April 5, 2016

Three Poems by Suvojit Banerjee: "Letters and Postcards from the other side of the glass wall", "While we died, a new plant was born", "A tale of past and present and future"

Suvojit Banerjee has seen twenty eight summers, but he doesnt remember all of them; his existence is torn between the suburbs in West Bengal he grew up in, and the city called Atlanta he now lives in. The world around him adorns many masks, and so does he, while roaming around its streets with the eyes as a journal and his soul as a pen. He is searching for answers in this surreal yet slimy maze, but the questions keep on changing every time.
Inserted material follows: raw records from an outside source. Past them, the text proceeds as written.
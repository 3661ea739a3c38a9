use super::*;
use crate::model::filters::ConfidenceFilter;

#[test]
fn test_default_v1_constants() {
    let config = EngineConfig::default_v1();
    assert_eq!(config.gen1_ligand_total, 407);
    assert_eq!(config.gen2_eligible.len(), 20);
    assert!(config.is_gen2_eligible("C027"));
    assert!(config.is_gen2_eligible("C391"));
    assert!(!config.is_gen2_eligible("Z999"));
    assert_eq!(config.top_n, 5);
    assert_eq!(
        config.reference_filters.confidence,
        ConfidenceFilter::MediumHits
    );
    assert_eq!(
        config.competition_reference_filters.confidence,
        ConfidenceFilter::Low
    );
    assert!(config.validate().is_ok());
}

#[test]
fn test_load_partial_json_keeps_defaults() {
    let dir = tempfile::tempdir().unwrap();
    let path = dir.path().join("config.json");
    std::fs::write(
        &path,
        r#"{"gen1_ligand_total": 500, "gen2_eligible": ["C001", "C002"]}"#,
    )
    .unwrap();

    let config = EngineConfig::load(&path).unwrap();
    assert_eq!(config.gen1_ligand_total, 500);
    assert!(config.is_gen2_eligible("C001"));
    assert!(!config.is_gen2_eligible("C027"));
    assert_eq!(config.protein_promiscuity_threshold, 0.10);
    assert_eq!(config.top_n, 5);
}

#[test]
fn test_load_rejects_invalid_values() {
    let dir = tempfile::tempdir().unwrap();
    let path = dir.path().join("config.json");

    std::fs::write(&path, r#"{"gen1_ligand_total": 0}"#).unwrap();
    assert!(matches!(
        EngineConfig::load(&path),
        Err(ConfigError::Invalid(_))
    ));

    std::fs::write(&path, r#"{"ligand_promiscuity_threshold": 1.5}"#).unwrap();
    assert!(matches!(
        EngineConfig::load(&path),
        Err(ConfigError::Invalid(_))
    ));

    std::fs::write(&path, r#"{"unknown_field": 1}"#).unwrap();
    assert!(matches!(
        EngineConfig::load(&path),
        Err(ConfigError::Json { .. })
    ));
}

#[test]
fn test_load_missing_file_is_io_error() {
    let dir = tempfile::tempdir().unwrap();
    let result = EngineConfig::load(&dir.path().join("absent.json"));
    assert!(matches!(result, Err(ConfigError::Io { .. })));
}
His poems and prose have been previously published in Silver Birch Press, and also featured in places like eFiction India, Kind of a Hurricane Press, The Camel Saloon, The Word Couch, HackWriters, Voices de la Luna, Tuck Magazine, UUT Poetry and The Stray Branch Literary Magazine. His poems have also been featured in the book 'A Significant Anthology', which covers 175 writers from all over the globe.
He observes, sometimes giving up consciousness in return. It is a dangerous thing, this silent stalking of nostalgia, but he has a maddening urge. He has to follow the trail.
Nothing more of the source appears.